I write this article with a strong sense of trepidation, because I’m writing about the Brexit, and I know next to nothing about it. Luckily, I’m in the same, clueless position as a substantial portion of other voters, and funnily enough, most of us will probably end up voting.

I’m voting remain for the time being, because I like the idea of working together, I like the idea of being European, and being closer to our European neighbours, both politically and socially. However, that’s the limit of my knowledge, and that’s not even Brexit-specific knowledge, I’ve essentially just described a couple of my own internal emotional principles, which I’m letting dictate my entire opinion on deciding whether we should stay in a 28-member strong economic-political union. Doesn’t look great on paper, but I know for a fact, that I’m not alone.

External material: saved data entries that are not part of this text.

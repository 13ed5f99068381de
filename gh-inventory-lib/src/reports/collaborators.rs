//! One row per grantee (team or user) of every repository.

use super::{Inventory, OrgRepo, ReportKind, UNAVAILABLE, optional, repositories_stage, top_level};
use crate::engine::{InventoryError, ReportSummary, Row, RunContext};
use crate::platform::{Collaborator, Platform, Team};
use std::sync::Arc;

pub(super) const HEADER: &[&str] = &["Organization", "Repository", "Grantee Type", "Grantee", "Permission"];

const TEAM: &str = "Team";
const USER: &str = "User";

struct AccessRecord {
    item: OrgRepo,
    teams: Option<Arc<Vec<Team>>>,
    collaborators: Option<Arc<Vec<Collaborator>>>,
}

pub(super) async fn run<P: Platform>(inv: &Inventory<P>, ctx: &RunContext) -> Result<ReportSummary, InventoryError> {
    let kind = ReportKind::Collaborators;
    let sink = inv.open_sink(kind)?;
    let pipeline = inv.pipeline(kind, ctx);
    let orgs = top_level(pipeline.context(), inv.organizations(pipeline.context().token())).await?;

    let repos = pipeline.flatten(repositories_stage(inv, &pipeline, &orgs));

    let process = {
        let inv = inv.clone();
        let cancel = pipeline.context().token().clone();
        move |item: OrgRepo| {
            let inv = inv.clone();
            let cancel = cancel.clone();
            async move {
                let key = item.to_string();
                let (org, repo) = (item.org.as_str(), item.repo.name.as_str());

                let teams = optional(inv.repo_teams(&cancel, org, repo).await, &key)?;
                let collaborators = optional(inv.repo_collaborators(&cancel, org, repo).await, &key)?;

                Ok::<_, InventoryError>(AccessRecord {
                    item,
                    teams,
                    collaborators,
                })
            }
        }
    };

    let results = pipeline.fan_out(repos, process);
    pipeline.drain_into(results, |record| format(&record), sink).await
}

fn format(record: &AccessRecord) -> Vec<Row> {
    let row = |grantee_type: &str, grantee: &str, permission: &str| {
        vec![
            record.item.org.clone(),
            record.item.repo.name.clone(),
            grantee_type.to_string(),
            grantee.to_string(),
            permission.to_string(),
        ]
    };

    let mut rows = Vec::new();

    match &record.teams {
        Some(teams) => rows.extend(
            teams
                .iter()
                .map(|team| row(TEAM, &team.slug, team.permission.as_deref().unwrap_or_default())),
        ),
        None => rows.push(row(TEAM, UNAVAILABLE, UNAVAILABLE)),
    }

    match &record.collaborators {
        Some(collaborators) => rows.extend(collaborators.iter().map(|c| row(USER, &c.login, c.permission()))),
        None => rows.push(row(USER, UNAVAILABLE, UNAVAILABLE)),
    }

    rows
}
//! Command dispatch logic for gh-inventory

use super::common::GlobalArgs;
use super::{InitArgs, RateLimitsArgs, ReportArgs, generate_reports, init_config, show_rate_limits};
use crate::{Host, Result};
use clap::builder::Styles;
use clap::builder::styling::{AnsiColor, Effects};
use clap::{Parser, Subcommand};

const CLAP_STYLES: Styles = Styles::styled()
    .header(AnsiColor::Green.on_default().effects(Effects::BOLD))
    .usage(AnsiColor::Green.on_default().effects(Effects::BOLD))
    .literal(AnsiColor::Cyan.on_default().effects(Effects::BOLD))
    .placeholder(AnsiColor::Cyan.on_default());

#[derive(Parser, Debug)]
#[command(name = "gh-inventory", version, author, long_about = None)]
#[command(about = "Inventory a GitHub enterprise account into CSV reports")]
#[command(styles = CLAP_STYLES)]
struct Cli {
    #[command(flatten)]
    global: GlobalArgs,

    #[command(subcommand)]
    command: Command,
}

#[derive(Subcommand, Debug)]
enum Command {
    /// Produce CSV reports for an enterprise
    Report(Box<ReportArgs>),
    /// Show the current state of the API quota pools
    RateLimits(RateLimitsArgs),
    /// Generate a default configuration file
    Init(InitArgs),
}

/// Dispatch command-line arguments to the appropriate handler
///
/// # Arguments
///
/// * `args` - An iterator of command-line arguments (typically from `std::env::args()`)
///
/// # Errors
///
/// Returns an error if command parsing fails or if the executed command fails
pub async fn run<I, T, H>(host: &mut H, args: I) -> Result<()>
where
    I: IntoIterator<Item = T>,
    T: Into<std::ffi::OsString> + Clone,
    H: Host,
{
    let cli = Cli::parse_from(args);

    match &cli.command {
        Command::Report(report_args) => generate_reports(host, &cli.global, report_args).await,
        Command::RateLimits(rate_args) => show_rate_limits(host, &cli.global, rate_args).await,
        Command::Init(init_args) => init_config(host, init_args),
    }
}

Should I be voting? Is it responsible for me or for anyone else who doesn’t really know what their voting for, to be voting? This is on people’s minds, and I’ve beared witness to quite a few social situations where these questions have formed the basis for some very judgemental, yet very British social interactions;

Keen political voter: so essentially for me, allowing Britain to negotiate its own trade deals and escape from over-regulation, which has already cost us £125 million, is why I’m voting leave, among other reasons. So, what about you? 

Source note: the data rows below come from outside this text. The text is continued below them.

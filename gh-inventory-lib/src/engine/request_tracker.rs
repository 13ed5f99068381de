//! Per-report item tracking for the progress display.

use super::progress::Progress;
use core::sync::atomic::{AtomicU8, AtomicU64, Ordering};
use owo_colors::OwoColorize;
use std::sync::Arc;

/// Visual status of a tracked topic, controlling its display color in the
/// progress bar.
#[derive(Debug, Clone, Copy, PartialEq, Eq)]
#[repr(u8)]
pub enum TopicStatus {
    /// Normal active state (default color).
    Active = 0,
    /// Blocked / waiting on a rate limit (blinks yellow).
    Blocked = 1,
    /// All items completed (green).
    Done = 2,
}

/// Counter for a specific tracked topic.
#[derive(Debug)]
struct ItemCounter {
    topic: &'static str,
    issued: AtomicU64,
    completed: AtomicU64,
    status: AtomicU8,
}

impl ItemCounter {
    const fn new(topic: &'static str) -> Self {
        Self {
            topic,
            issued: AtomicU64::new(0),
            completed: AtomicU64::new(0),
            status: AtomicU8::new(TopicStatus::Active as u8),
        }
    }
}

/// Tracks outstanding work items and updates progress reporting.
///
/// Items are tracked by topic (one per report being produced), with separate
/// counters per topic. Topics are fixed when the tracker is created and are
/// displayed in that order.
#[derive(Clone)]
pub struct RequestTracker {
    counters: Arc<[ItemCounter]>,
    progress: Arc<dyn Progress>,
}

impl core::fmt::Debug for RequestTracker {
    fn fmt(&self, f: &mut core::fmt::Formatter<'_>) -> core::fmt::Result {
        f.debug_struct("RequestTracker")
            .field("counters", &self.counters)
            .field("progress", &"<dyn Progress>")
            .finish()
    }
}

impl RequestTracker {
    /// Create a new request tracker for the given topics.
    #[must_use]
    pub fn new(progress: &Arc<dyn Progress>, topics: &[&'static str]) -> Self {
        let counters: Arc<[ItemCounter]> = topics.iter().map(|&topic| ItemCounter::new(topic)).collect();

        let counters_clone = Arc::clone(&counters);
        let use_colors = progress.use_colors();
        progress.set_determinate(Box::new(move || Self::progress_reporter_callback(&counters_clone, use_colors)));

        Self {
            counters,
            progress: Arc::clone(progress),
        }
    }

    /// Print a message line without disrupting the progress indicator.
    pub fn println(&self, msg: &str) {
        self.progress.println(msg);
    }

    /// Mark that new items have been queued for the given topic.
    pub fn add_requests(&self, topic: &str, count: u64) {
        if let Some(counter) = self.counter(topic) {
            let _ = counter.issued.fetch_add(count, Ordering::Relaxed);
        }
    }

    /// Mark that an item has completed for the given topic.
    ///
    /// Automatically sets the topic status to [`TopicStatus::Done`] when all
    /// issued items have completed.
    pub fn complete_request(&self, topic: &str) {
        if let Some(counter) = self.counter(topic) {
            let completed = counter.completed.fetch_add(1, Ordering::Relaxed) + 1;
            let issued = counter.issued.load(Ordering::Relaxed);
            if completed >= issued && issued > 0 {
                counter.status.store(TopicStatus::Done as u8, Ordering::Relaxed);
            }
        }
    }

    /// Set the visual status of a topic, controlling its color in the progress bar.
    pub fn set_topic_status(&self, topic: &str, status: TopicStatus) {
        if let Some(counter) = self.counter(topic) {
            counter.status.store(status as u8, Ordering::Relaxed);
        }
    }

    /// Mark every unfinished topic as blocked (or active again).
    pub fn set_blocked(&self, blocked: bool) {
        let status = if blocked { TopicStatus::Blocked } else { TopicStatus::Active };
        for counter in self.counters.iter() {
            if counter.status.load(Ordering::Relaxed) != TopicStatus::Done as u8 {
                counter.status.store(status as u8, Ordering::Relaxed);
            }
        }
    }

    #[cfg(test)]
    pub(crate) fn topic_status(&self, topic: &str) -> Option<TopicStatus> {
        let status = self.counter(topic)?.status.load(Ordering::Relaxed);
        Some(match status {
            0 => TopicStatus::Active,
            1 => TopicStatus::Blocked,
            _ => TopicStatus::Done,
        })
    }

    fn counter(&self, topic: &str) -> Option<&ItemCounter> {
        self.counters.iter().find(|c| c.topic == topic)
    }

    /// Compute current progress state from counters.
    ///
    /// Returns (`total_length`, `current_position`, `message_string`).
    fn progress_reporter_callback(counters: &[ItemCounter], use_colors: bool) -> (u64, u64, String) {
        // Toggle every 500ms for the blink effect on blocked topics
        let blink_on = use_colors && {
            let ms = std::time::SystemTime::now()
                .duration_since(std::time::UNIX_EPOCH)
                .unwrap_or_default()
                .as_millis();
            (ms / 500).is_multiple_of(2)
        };

        let mut total_issued = 0u64;
        let mut total_completed = 0u64;
        let mut parts = Vec::with_capacity(counters.len());

        for counter in counters {
            let issued = counter.issued.load(Ordering::Relaxed);
            let completed = counter.completed.load(Ordering::Relaxed);

            if issued > 0 {
                total_issued += issued;
                total_completed += completed;

                let text = format!("{completed}/{issued} {}", counter.topic);
                let status = counter.status.load(Ordering::Relaxed);

                let styled = if use_colors && status == TopicStatus::Done as u8 {
                    format!("{}", text.green())
                } else if status == TopicStatus::Blocked as u8 && blink_on {
                    format!("{}", text.yellow())
                } else {
                    text
                };

                parts.push(styled);
            }
        }

        let message = if parts.is_empty() {
            "No items".to_string()
        } else {
            parts.join(", ")
        };

        (total_issued, total_completed, message)
    }
}

#[cfg(test)]
mod tests {
    use super::*;
    use crate::engine::progress::NoProgress;

    const TOPICS: [&str; 3] = ["organizations", "repositories", "teams"];

    fn test_tracker() -> RequestTracker {
        RequestTracker::new(&(Arc::new(NoProgress) as Arc<dyn Progress>), &TOPICS)
    }

    /// Strip ANSI escape sequences from a string for assertion comparisons.
    fn strip_ansi(s: &str) -> String {
        let mut result = String::with_capacity(s.len());
        let mut chars = s.chars();
        while let Some(c) = chars.next() {
            if c == '\x1b' {
                for esc in chars.by_ref() {
                    if esc == 'm' {
                        break;
                    }
                }
            } else {
                result.push(c);
            }
        }
        result
    }

    #[test]
    fn test_add_single_request() {
        let tracker = test_tracker();
        tracker.add_requests("organizations", 1);

        let (total, completed, message) = RequestTracker::progress_reporter_callback(&tracker.counters, false);

        assert_eq!(total, 1);
        assert_eq!(completed, 0);
        assert_eq!(message, "0/1 organizations");
    }

    #[test]
    fn test_complete_request() {
        let tracker = test_tracker();
        tracker.add_requests("repositories", 3);
        tracker.complete_request("repositories");

        let (total, completed, message) = RequestTracker::progress_reporter_callback(&tracker.counters, false);

        assert_eq!(total, 3);
        assert_eq!(completed, 1);
        assert_eq!(message, "1/3 repositories");
    }

    #[test]
    fn test_unknown_topic_is_ignored() {
        let tracker = test_tracker();
        tracker.add_requests("widgets", 3);
        tracker.complete_request("widgets");

        let (total, _, message) = RequestTracker::progress_reporter_callback(&tracker.counters, false);

        assert_eq!(total, 0);
        assert_eq!(message, "No items");
    }

    #[test]
    fn test_completed_topic_colored_green() {
        let tracker = test_tracker();
        tracker.add_requests("teams", 2);
        tracker.complete_request("teams");
        tracker.complete_request("teams");

        let (_, _, message) = RequestTracker::progress_reporter_callback(&tracker.counters, true);

        assert_eq!(strip_ansi(&message), "2/2 teams");
        assert!(message.contains("\x1b[32m"));
    }

    #[test]
    fn test_blocked_topic_blinks_yellow() {
        let tracker = test_tracker();
        tracker.add_requests("repositories", 5);
        tracker.set_topic_status("repositories", TopicStatus::Blocked);

        // Sample across a full 1-second blink cycle to catch both phases
        let mut saw_yellow = false;
        let mut saw_plain = false;
        for _ in 0..12 {
            let (_, _, msg) = RequestTracker::progress_reporter_callback(&tracker.counters, true);
            assert_eq!(strip_ansi(&msg), "0/5 repositories");
            if msg.contains("\x1b[33m") {
                saw_yellow = true;
            } else {
                saw_plain = true;
            }
            if saw_yellow && saw_plain {
                break;
            }
            std::thread::sleep(core::time::Duration::from_millis(100));
        }
        assert!(saw_yellow, "expected at least one blink phase to be yellow");
        assert!(saw_plain, "expected at least one blink phase to be plain");
    }

    #[test]
    fn test_set_blocked_skips_done_topics() {
        let tracker = test_tracker();
        tracker.add_requests("organizations", 1);
        tracker.complete_request("organizations");
        tracker.add_requests("teams", 4);

        tracker.set_blocked(true);
        assert_eq!(tracker.counters[0].status.load(Ordering::Relaxed), TopicStatus::Done as u8);
        assert_eq!(tracker.counters[2].status.load(Ordering::Relaxed), TopicStatus::Blocked as u8);

        tracker.set_blocked(false);
        assert_eq!(tracker.counters[0].status.load(Ordering::Relaxed), TopicStatus::Done as u8);
        assert_eq!(tracker.counters[2].status.load(Ordering::Relaxed), TopicStatus::Active as u8);
    }

    #[test]
    fn test_message_follows_topic_order() {
        let tracker = test_tracker();
        tracker.add_requests("teams", 1);
        tracker.add_requests("repositories", 1);
        tracker.add_requests("organizations", 1);

        let (_, _, message) = RequestTracker::progress_reporter_callback(&tracker.counters, false);

        assert_eq!(message, "0/1 organizations, 0/1 repositories, 0/1 teams");
    }

    #[test]
    fn test_tracker_clone_shares_counters() {
        let tracker1 = test_tracker();
        tracker1.add_requests("organizations", 5);
        tracker1.complete_request("organizations");

        let tracker2 = tracker1.clone();
        tracker2.add_requests("teams", 3);

        let (total1, completed1, _) = RequestTracker::progress_reporter_callback(&tracker1.counters, false);
        let (total2, completed2, _) = RequestTracker::progress_reporter_callback(&tracker2.counters, false);

        assert_eq!(total1, 8);
        assert_eq!(total2, 8);
        assert_eq!(completed1, 1);
        assert_eq!(completed2, 1);
    }

    #[test]
    fn test_println_delegates_to_progress() {
        use std::sync::Mutex;

        #[derive(Debug)]
        struct RecordingProgress {
            messages: Mutex<Vec<String>>,
        }

        impl Progress for RecordingProgress {
            fn set_phase(&self, _phase: &str) {}
            fn set_determinate(&self, _callback: Box<dyn Fn() -> (u64, u64, String) + Send + Sync + 'static>) {}
            fn println(&self, msg: &str) {
                self.messages.lock().unwrap().push(msg.to_string());
            }
            fn done(&self) {}
        }

        let progress = Arc::new(RecordingProgress {
            messages: Mutex::new(Vec::new()),
        });
        let tracker = RequestTracker::new(&(Arc::clone(&progress) as Arc<dyn Progress>), &TOPICS);

        tracker.println("hello");
        tracker.println("world");

        let messages = progress.messages.lock().unwrap();
        assert_eq!(*messages, ["hello", "world"]);
        drop(messages);
    }

    #[test]
    fn test_debug_impl() {
        let tracker = test_tracker();
        let debug_str = format!("{tracker:?}");
        assert!(debug_str.contains("RequestTracker"));
        assert!(debug_str.contains("<dyn Progress>"));
    }
}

Not so keen political voter: Oh you know, I’m voting in.

Keen political voter: And why’s that?

Not so keen political voter: Well, I mean, people can move around, which is cool, and I had some mates at uni who were from other places in Europe, and I’m pretty sure it was easier for them to pop over to England because of the EU… I think. But yeah, just seems like a good idea doesn’t it, power in numbers and all that.

Keen political voter: Yes that’s, well, that’s your opinion. Of course, in reality, it’s far more complex and there’s a multitude of variables to consider, but never mind. But sorry, what exactly do you mean when you say the EU made it easier for your ‘uni mates’ to ‘pop over’?”

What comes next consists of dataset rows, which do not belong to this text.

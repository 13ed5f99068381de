//! Dual-budget rate governor.
//!
//! The platform enforces several quota pools that are exhausted independently: a plain
//! call count for REST requests, a cost-weighted pool for GraphQL queries, and (on some plan
//! tiers) a separate pool for audit-log queries. Each has its own reset horizon. Every call
//! site asks the governor for headroom in the pools it is about to draw from, and the
//! governor parks it until the pool resets when the remaining quota is below threshold.

use super::{InventoryError, RequestTracker, RetryPolicy, retry_with_backoff};
use chrono::{DateTime, Utc};
use core::sync::atomic::{AtomicUsize, Ordering};
use core::time::Duration;
use std::sync::{Arc, RwLock};
use tokio::time::Instant;
use tokio_util::sync::CancellationToken;

const LOG_TARGET: &str = "  governor";

/// One of the independently tracked remote quota pools.
#[derive(Debug, Clone, Copy, PartialEq, Eq, Hash, PartialOrd, Ord, strum::Display, strum::EnumIter)]
#[strum(serialize_all = "kebab-case")]
pub enum BudgetKind {
    /// Plain call count (REST).
    Primary,

    /// Point-weighted pool consumed by graph queries.
    CostWeighted,

    /// Audit-log query pool. Absent on some plan tiers.
    AuditLog,
}

impl BudgetKind {
    /// All budget kinds in a consistent order.
    #[must_use]
    pub const fn all() -> [Self; 3] {
        [Self::Primary, Self::CostWeighted, Self::AuditLog]
    }

    const fn index(self) -> usize {
        self as usize
    }
}

/// Quota state of one pool.
#[derive(Debug, Clone, Copy, PartialEq, Eq)]
pub struct RateBudget {
    pub kind: BudgetKind,
    pub remaining: u64,
    pub limit: u64,
    pub reset_at: DateTime<Utc>,
}

/// Quota state of every pool the platform reported.
///
/// A pool that is missing from the snapshot imposes no constraint.
#[derive(Debug, Clone, Default)]
pub struct RateSnapshot {
    budgets: [Option<RateBudget>; 3],
    refreshed_at: Option<Instant>,
}

impl RateSnapshot {
    #[must_use]
    pub fn new(budgets: impl IntoIterator<Item = RateBudget>) -> Self {
        let mut snapshot = Self::default();
        for budget in budgets {
            snapshot.set(budget);
        }
        snapshot
    }

    #[must_use]
    pub const fn get(&self, kind: BudgetKind) -> Option<&RateBudget> {
        self.budgets[kind.index()].as_ref()
    }

    /// Iterate over the pools that are present.
    pub fn budgets(&self) -> impl Iterator<Item = &RateBudget> {
        self.budgets.iter().flatten()
    }

    const fn set(&mut self, budget: RateBudget) {
        self.budgets[budget.kind.index()] = Some(budget);
    }
}

/// Something that can report the current quota state.
pub trait QuotaSource: Send + Sync {
    fn rate_limits(&self) -> impl Future<Output = Result<RateSnapshot, InventoryError>> + Send;
}

/// Tuning knobs for [`RateGovernor`].
#[derive(Debug, Clone, Copy)]
pub struct GovernorSettings {
    pub primary_threshold: u64,
    pub cost_weighted_threshold: u64,
    pub audit_log_threshold: u64,

    /// Extra time to wait past the reported reset instant.
    pub cushion: Duration,

    /// How long a snapshot is trusted before it is fetched again.
    pub snapshot_max_age: Duration,

    /// Retry policy for quota status queries.
    pub check_retry: RetryPolicy,
}

impl GovernorSettings {
    const fn threshold(&self, kind: BudgetKind) -> u64 {
        match kind {
            BudgetKind::Primary => self.primary_threshold,
            BudgetKind::CostWeighted => self.cost_weighted_threshold,
            BudgetKind::AuditLog => self.audit_log_threshold,
        }
    }
}

impl Default for GovernorSettings {
    fn default() -> Self {
        Self {
            primary_threshold: 100,
            cost_weighted_threshold: 100,
            audit_log_threshold: 10,
            cushion: Duration::from_secs(5),
            snapshot_max_age: Duration::from_secs(30),
            check_retry: RetryPolicy::new(2, Duration::from_millis(250)),
        }
    }
}

/// Tracks the platform's quota pools and blocks callers when a pool runs low.
pub struct RateGovernor<Q> {
    source: Arc<Q>,
    settings: GovernorSettings,
    snapshot: RwLock<RateSnapshot>,
    refreshing: tokio::sync::Mutex<()>,
    waiters: AtomicUsize,
    tracker: Option<RequestTracker>,
}

impl<Q> core::fmt::Debug for RateGovernor<Q> {
    fn fmt(&self, f: &mut core::fmt::Formatter<'_>) -> core::fmt::Result {
        f.debug_struct("RateGovernor")
            .field("settings", &self.settings)
            .field("snapshot", &self.snapshot)
            .field("waiters", &self.waiters)
            .finish_non_exhaustive()
    }
}

impl<Q: QuotaSource> RateGovernor<Q> {
    #[must_use]
    pub fn new(source: Arc<Q>, settings: GovernorSettings) -> Self {
        Self {
            source,
            settings,
            snapshot: RwLock::new(RateSnapshot::default()),
            refreshing: tokio::sync::Mutex::new(()),
            waiters: AtomicUsize::new(0),
            tracker: None,
        }
    }

    /// Report waits through the given tracker.
    #[must_use]
    pub fn with_tracker(mut self, tracker: RequestTracker) -> Self {
        self.tracker = Some(tracker);
        self
    }

    /// A copy of the most recent snapshot.
    #[must_use]
    pub fn snapshot(&self) -> RateSnapshot {
        self.snapshot.read().expect("lock poisoned").clone()
    }

    /// Query the platform for the current quota state and remember it.
    ///
    /// Transient failures are retried a few times before the error is surfaced.
    /// If `cancel` fires first, the last known snapshot is returned.
    pub async fn check_budgets(&self, cancel: &CancellationToken) -> Result<RateSnapshot, InventoryError> {
        let fetched = tokio::select! {
            biased;
            () = cancel.cancelled() => return Ok(self.snapshot()),
            result = retry_with_backoff(&self.settings.check_retry, cancel, || self.source.rate_limits()) => result?,
        };

        let mut snapshot = fetched;
        snapshot.refreshed_at = Some(Instant::now());
        *self.snapshot.write().expect("lock poisoned") = snapshot.clone();
        Ok(snapshot)
    }

    /// Fold a quota receipt returned alongside a page into the snapshot.
    pub fn observe(&self, receipt: Option<RateBudget>) {
        if let Some(budget) = receipt {
            self.snapshot.write().expect("lock poisoned").set(budget);
        }
    }

    /// Block until every pool in `kinds` has headroom, or until `cancel` fires.
    ///
    /// A pool below its threshold is waited out until its reset instant plus a cushion.
    /// A failure to read the quota state is logged and treated as "no need to wait".
    pub async fn ensure_headroom(&self, cancel: &CancellationToken, kinds: &[BudgetKind]) {
        if cancel.is_cancelled() {
            return;
        }

        if self.is_stale() {
            self.refresh(cancel).await;
        }

        let Some((budget, wait)) = self.longest_required_wait(kinds, Utc::now()) else {
            return;
        };

        let first_waiter = self.waiters.fetch_add(1, Ordering::AcqRel) == 0;
        if first_waiter {
            let resume_at = (Utc::now() + wait).with_timezone(&chrono::Local).format("%T");
            log::warn!(
                target: LOG_TARGET,
                "{} budget low ({}/{} remaining), waiting until {resume_at}",
                budget.kind,
                budget.remaining,
                budget.limit
            );
            if let Some(tracker) = &self.tracker {
                tracker.set_blocked(true);
                if !log::log_enabled!(log::Level::Warn) {
                    tracker.println(&format!("{} rate limit low: waiting until {resume_at}...", budget.kind));
                }
            }
        } else {
            log::debug!(target: LOG_TARGET, "{} budget low, waiting {}s", budget.kind, wait.as_secs());
        }

        tokio::select! {
            biased;
            () = cancel.cancelled() => {}
            () = tokio::time::sleep(wait) => {}
        }

        let last_waiter = self.waiters.fetch_sub(1, Ordering::AcqRel) == 1;
        if last_waiter && let Some(tracker) = &self.tracker {
            tracker.set_blocked(false);
        }

        self.mark_stale();
    }

    /// Periodically log every pool's state until `cancel` fires.
    pub async fn monitor(&self, cancel: &CancellationToken, interval: Duration) {
        let mut ticker = tokio::time::interval(interval);
        loop {
            tokio::select! {
                biased;
                () = cancel.cancelled() => break,
                _ = ticker.tick() => {}
            }

            match self.check_budgets(cancel).await {
                Ok(snapshot) => {
                    for budget in snapshot.budgets() {
                        log::info!(
                            target: LOG_TARGET,
                            "{} budget: {}/{} remaining, resets at {}",
                            budget.kind,
                            budget.remaining,
                            budget.limit,
                            budget.reset_at.with_timezone(&chrono::Local).format("%T")
                        );
                    }
                }
                Err(e) => log::warn!(target: LOG_TARGET, "Could not read rate limit status: {e:#}"),
            }
        }

        log::debug!(target: LOG_TARGET, "Rate limit monitor stopped");
    }

    /// Refresh a stale snapshot. Concurrent callers share a single query.
    ///
    /// A failed query still counts as a refresh so that callers do not pile up behind it;
    /// the next attempt happens once the snapshot ages out again.
    async fn refresh(&self, cancel: &CancellationToken) {
        let _guard = tokio::select! {
            biased;
            () = cancel.cancelled() => return,
            guard = self.refreshing.lock() => guard,
        };

        if !self.is_stale() {
            return;
        }

        if let Err(e) = self.check_budgets(cancel).await {
            log::warn!(target: LOG_TARGET, "Could not read rate limit status, proceeding without waiting: {e:#}");
            self.snapshot.write().expect("lock poisoned").refreshed_at = Some(Instant::now());
        }
    }

    fn is_stale(&self) -> bool {
        self.snapshot
            .read()
            .expect("lock poisoned")
            .refreshed_at
            .is_none_or(|at| at.elapsed() >= self.settings.snapshot_max_age)
    }

    fn mark_stale(&self) {
        self.snapshot.write().expect("lock poisoned").refreshed_at = None;
    }

    /// Among the requested pools that are below threshold, find the one with the longest wait.
    fn longest_required_wait(&self, kinds: &[BudgetKind], now: DateTime<Utc>) -> Option<(RateBudget, Duration)> {
        let snapshot = self.snapshot.read().expect("lock poisoned");
        kinds
            .iter()
            .filter_map(|&kind| snapshot.get(kind).copied())
            .filter(|budget| budget.remaining < self.settings.threshold(budget.kind))
            .map(|budget| {
                let until_reset = (budget.reset_at - now).to_std().unwrap_or(Duration::ZERO);
                (budget, until_reset + self.settings.cushion)
            })
            .max_by_key(|(_, wait)| *wait)
    }
}

/// Wait until every quota pool has headroom. Failures are logged, never returned.
pub async fn ensure_rate_limits<Q: QuotaSource>(cancel: &CancellationToken, governor: &RateGovernor<Q>) {
    governor.ensure_headroom(cancel, &BudgetKind::all()).await;
}

/// Log quota state every `interval` until `cancel` fires. Failures are logged, never returned.
pub async fn monitor_rate_limits<Q: QuotaSource>(cancel: &CancellationToken, governor: &RateGovernor<Q>, interval: Duration) {
    governor.monitor(cancel, interval).await;
}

It’s everywhere- the informed voter, striking up a conversation with the uninformed voter, who has the opposite opinion. The social situation, for everyone else involved, becomes immediately tense. The friends of the uninformed voter know exactly what’s going to happen, as they know their uninformed friend is always extremely uninformed. Friends of the informed voter are equally terrified; some start to look around for some slightly more light hearted conversations nearby, as they know their friend is always annoyingly and abrasively informed. The conversation starts, and ends, fairly quickly, mainly due to the uninformed voter’s lack of knowledge on the subject. After the uninformed voter has attempted to make his ‘point,’ the informed voter will usually make a face- sometimes a slight grimace, sometimes a subtle arrogant smirk- but will not explicitly express his contempt and pity for the uninformed voter, as this is a British interaction. However, all parties in this situation are fully aware that the informed voter is currently thinking- “you shouldn’t be allowed to vote”. People then slink off, someone changes the subject, and the tension starts to subside.

Well, Mr/Ms informed voter- I’m voting. Don’t worry, I’ll Google it before-hand, I’m sure there’s something on the internet which lists the pros and cons, it won’t take long to skim through. I also registered to vote the other day, which shows I’m pretty serious about the whole thing. And anyway, I like Spain, Italy’s nice, and Croatia has some really fun festivals, so I’m saying stay, because I’m pretty sure staying means that we can be better friends with them all. Oh, and loads of the member states have some really nice weather too, so, that’s cool as well. Actually, now I’ve put some thought into it, I think I’m pretty much ready to vote. Tell you what; it feels really good being informed.